→ Exercise brief
Reproduce the data, keeping every word exactly as it is.

→ Provided records
........

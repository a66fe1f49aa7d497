use std::collections::BTreeMap;

use chrono::{DateTime, NaiveDate, Utc};
use serde::{Deserialize, Serialize};

use super::meal::{Meal, MediaItem};

/// Normalized entries keyed by calendar date.
pub type TrackingData = BTreeMap<NaiveDate, DailyEntry>;

/// Entries exactly as the persistence layer hands them over: ISO date string
/// to an arbitrary (possibly partial or malformed) document.
pub type RawTrackingData = BTreeMap<String, serde_json::Value>;

#[derive(Debug, Clone, PartialEq, Serialize, Deserialize)]
#[serde(rename_all = "camelCase")]
pub struct DailyEntry {
    pub caffeine: f64,
    pub water: f64,
    pub exercise: Exercise,
    pub sleep: Sleep,
    pub steps: f64,
    pub meals: Vec<Meal>,
    pub mood: f64,
    pub stress: f64,
    pub meditation: f64,
    pub reading: f64,
    pub reading_content: String,
    pub productivity: f64,
    pub screen_time: f64,
    pub social: Social,
    pub meal_quality: f64,
    pub gratitude: String,
    pub notes: String,
    pub media_entries: Vec<MediaItem>,
    pub quick_metric_updated_at: QuickMetricTimestamps,
}

impl Default for DailyEntry {
    fn default() -> Self {
        Self {
            caffeine: 0.0,
            water: 0.0,
            exercise: Exercise::default(),
            sleep: Sleep::default(),
            steps: 0.0,
            meals: Vec::new(),
            mood: 0.0,
            stress: 5.0,
            meditation: 0.0,
            reading: 0.0,
            reading_content: String::new(),
            productivity: 0.0,
            screen_time: 0.0,
            social: Social::default(),
            meal_quality: 0.0,
            gratitude: String::new(),
            notes: String::new(),
            media_entries: Vec::new(),
            quick_metric_updated_at: QuickMetricTimestamps::default(),
        }
    }
}

impl DailyEntry {
    pub fn has_gratitude(&self) -> bool {
        !self.gratitude.is_empty()
    }

    pub fn has_reading_content(&self) -> bool {
        !self.reading_content.is_empty()
    }

    pub fn quick_metric(&self, metric: QuickMetric) -> f64 {
        match metric {
            QuickMetric::Water => self.water,
            QuickMetric::Steps => self.steps,
            QuickMetric::Caffeine => self.caffeine,
            QuickMetric::ScreenTime => self.screen_time,
        }
    }

    pub(crate) fn quick_metric_mut(&mut self, metric: QuickMetric) -> &mut f64 {
        match metric {
            QuickMetric::Water => &mut self.water,
            QuickMetric::Steps => &mut self.steps,
            QuickMetric::Caffeine => &mut self.caffeine,
            QuickMetric::ScreenTime => &mut self.screen_time,
        }
    }
}

#[derive(Debug, Clone, PartialEq, Serialize, Deserialize)]
pub struct Exercise {
    pub completed: bool,
    #[serde(rename = "type")]
    pub kind: String,
    pub duration: f64,
}

impl Default for Exercise {
    fn default() -> Self {
        Self {
            completed: false,
            kind: "Gym".into(),
            duration: 30.0,
        }
    }
}

#[derive(Debug, Clone, PartialEq, Serialize, Deserialize)]
#[serde(rename_all = "camelCase")]
pub struct Sleep {
    /// "HH:MM" or empty
    pub sleep_time: String,
    /// "HH:MM" or empty
    pub wake_time: String,
    pub quality: f64,
    /// Derived from `sleep_time`/`wake_time`, never read back from storage.
    pub hours: f64,
}

impl Default for Sleep {
    fn default() -> Self {
        Self {
            sleep_time: "22:00".into(),
            wake_time: "06:00".into(),
            quality: 0.0,
            hours: 0.0,
        }
    }
}

#[derive(Debug, Clone, Default, PartialEq, Serialize, Deserialize)]
pub struct Social {
    pub connected: bool,
    pub activity: String,
}

/// Metrics adjustable from the quick board; each remembers when it was last touched.
#[derive(Debug, Clone, Copy, PartialEq, Eq, Hash, Serialize, Deserialize)]
#[serde(rename_all = "camelCase")]
pub enum QuickMetric {
    Water,
    Steps,
    Caffeine,
    ScreenTime,
}

#[derive(Debug, Clone, Default, PartialEq, Serialize, Deserialize)]
#[serde(rename_all = "camelCase")]
pub struct QuickMetricTimestamps {
    pub water: Option<DateTime<Utc>>,
    pub steps: Option<DateTime<Utc>>,
    pub caffeine: Option<DateTime<Utc>>,
    pub screen_time: Option<DateTime<Utc>>,
}

impl QuickMetricTimestamps {
    pub fn get(&self, metric: QuickMetric) -> Option<DateTime<Utc>> {
        match metric {
            QuickMetric::Water => self.water,
            QuickMetric::Steps => self.steps,
            QuickMetric::Caffeine => self.caffeine,
            QuickMetric::ScreenTime => self.screen_time,
        }
    }

    pub fn touch(&mut self, metric: QuickMetric, at: DateTime<Utc>) {
        let slot = match metric {
            QuickMetric::Water => &mut self.water,
            QuickMetric::Steps => &mut self.steps,
            QuickMetric::Caffeine => &mut self.caffeine,
            QuickMetric::ScreenTime => &mut self.screen_time,
        };
        *slot = Some(at);
    }
}

/// An entry paired with its date key, as produced by the range selector.
#[derive(Debug, Clone, Copy, PartialEq)]
pub struct DatedEntry<'a> {
    pub date: NaiveDate,
    pub entry: &'a DailyEntry,
}

impl<'a> DatedEntry<'a> {
    pub fn new(date: NaiveDate, entry: &'a DailyEntry) -> Self {
        Self { date, entry }
    }
}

........

→ Answer below
repository a66fe1f49aa7d497
use std::collections::BTreeMap;

use chrono::{DateTime, NaiveDate, Utc};
use serde::{Deserialize, Serialize};

use super::meal::{Meal, MediaItem};

/// Normalized entries keyed by calendar date.
pub type TrackingData = BTreeMap<NaiveDate, DailyEntry>;

/// Entries exactly as the persistence layer hands them over: ISO date string
/// to an arbitrary (possibly partial or malformed) document.
pub type RawTrackingData = BTreeMap<String, serde_json::Value>;

#[derive(Debug, Clone, PartialEq, Serialize, Deserialize)]
#[serde(rename_all = "camelCase")]
pub struct DailyEntry {
    pub caffeine: f64,
    pub water: f64,
    pub exercise: Exercise,
    pub sleep: Sleep,
    pub steps: f64,
    pub meals: Vec<Meal>,
    pub mood: f64,
    pub stress: f64,
    pub meditation: f64,
    pub reading: f64,
    pub reading_content: String,
    pub productivity: f64,
    pub screen_time: f64,
    pub social: Social,
    pub meal_quality: f64,
    pub gratitude: String,
    pub notes: String,
    pub media_entries: Vec<MediaItem>,
    pub quick_metric_updated_at: QuickMetricTimestamps,
}

impl Default for DailyEntry {
    fn default() -> Self {
        Self {
            caffeine: 0.0,
            water: 0.0,
            exercise: Exercise::default(),
            sleep: Sleep::default(),
            steps: 0.0,
            meals: Vec::new(),
            mood: 0.0,
            stress: 5.0,
            meditation: 0.0,
            reading: 0.0,
            reading_content: String::new(),
            productivity: 0.0,
            screen_time: 0.0,
            social: Social::default(),
            meal_quality: 0.0,
            gratitude: String::new(),
            notes: String::new(),
            media_entries: Vec::new(),
            quick_metric_updated_at: QuickMetricTimestamps::default(),
        }
    }
}

impl DailyEntry {
    pub fn has_gratitude(&self) -> bool {
        !self.gratitude.is_empty()
    }

    pub fn has_reading_content(&self) -> bool {
        !self.reading_content.is_empty()
    }

    pub fn quick_metric(&self, metric: QuickMetric) -> f64 {
        match metric {
            QuickMetric::Water => self.water,
            QuickMetric::Steps => self.steps,
            QuickMetric::Caffeine => self.caffeine,
            QuickMetric::ScreenTime => self.screen_time,
        }
    }

    pub(crate) fn quick_metric_mut(&mut self, metric: QuickMetric) -> &mut f64 {
        match metric {
            QuickMetric::Water => &mut self.water,
            QuickMetric::Steps => &mut self.steps,
            QuickMetric::Caffeine => &mut self.caffeine,
            QuickMetric::ScreenTime => &mut self.screen_time,
        }
    }
}

#[derive(Debug, Clone, PartialEq, Serialize, Deserialize)]
pub struct Exercise {
    pub completed: bool,
    #[serde(rename = "type")]
    pub kind: String,
    pub duration: f64,
}

impl Default for Exercise {
    fn default() -> Self {
        Self {
            completed: false,
            kind: "Gym".into(),
            duration: 30.0,
        }
    }
}

#[derive(Debug, Clone, PartialEq, Serialize, Deserialize)]
#[serde(rename_all = "camelCase")]
pub struct Sleep {
    /// "HH:MM" or empty
    pub sleep_time: String,
    /// "HH:MM" or empty
    pub wake_time: String,
    pub quality: f64,
    /// Derived from `sleep_time`/`wake_time`, never read back from storage.
    pub hours: f64,
}

impl Default for Sleep {
    fn default() -> Self {
        Self {
            sleep_time: "22:00".into(),
            wake_time: "06:00".into(),
            quality: 0.0,
            hours: 0.0,
        }
    }
}

#[derive(Debug, Clone, Default, PartialEq, Serialize, Deserialize)]
pub struct Social {
    pub connected: bool,
    pub activity: String,
}

/// Metrics adjustable from the quick board; each remembers when it was last touched.
#[derive(Debug, Clone, Copy, PartialEq, Eq, Hash, Serialize, Deserialize)]
#[serde(rename_all = "camelCase")]
pub enum QuickMetric {
    Water,
    Steps,
    Caffeine,
    ScreenTime,
}

#[derive(Debug, Clone, Default, PartialEq, Serialize, Deserialize)]
#[serde(rename_all = "camelCase")]
pub struct QuickMetricTimestamps {
    pub water: Option<DateTime<Utc>>,
    pub steps: Option<DateTime<Utc>>,
    pub caffeine: Option<DateTime<Utc>>,
    pub screen_time: Option<DateTime<Utc>>,
}

impl QuickMetricTimestamps {
    pub fn get(&self, metric: QuickMetric) -> Option<DateTime<Utc>> {
        match metric {
            QuickMetric::Water => self.water,
            QuickMetric::Steps => self.steps,
            QuickMetric::Caffeine => self.caffeine,
            QuickMetric::ScreenTime => self.screen_time,
        }
    }

    pub fn touch(&mut self, metric: QuickMetric, at: DateTime<Utc>) {
        let slot = match metric {
            QuickMetric::Water => &mut self.water,
            QuickMetric::Steps => &mut self.steps,
            QuickMetric::Caffeine => &mut self.caffeine,
            QuickMetric::ScreenTime => &mut self.screen_time,
        };
        *slot = Some(at);
    }
}

/// An entry paired with its date key, as produced by the range selector.
#[derive(Debug, Clone, Copy, PartialEq)]
pub struct DatedEntry<'a> {
    pub date: NaiveDate,
    pub entry: &'a DailyEntry,
}

impl<'a> DatedEntry<'a> {
    pub fn new(date: NaiveDate, entry: &'a DailyEntry) -> Self {
        Self { date, entry }
    }
}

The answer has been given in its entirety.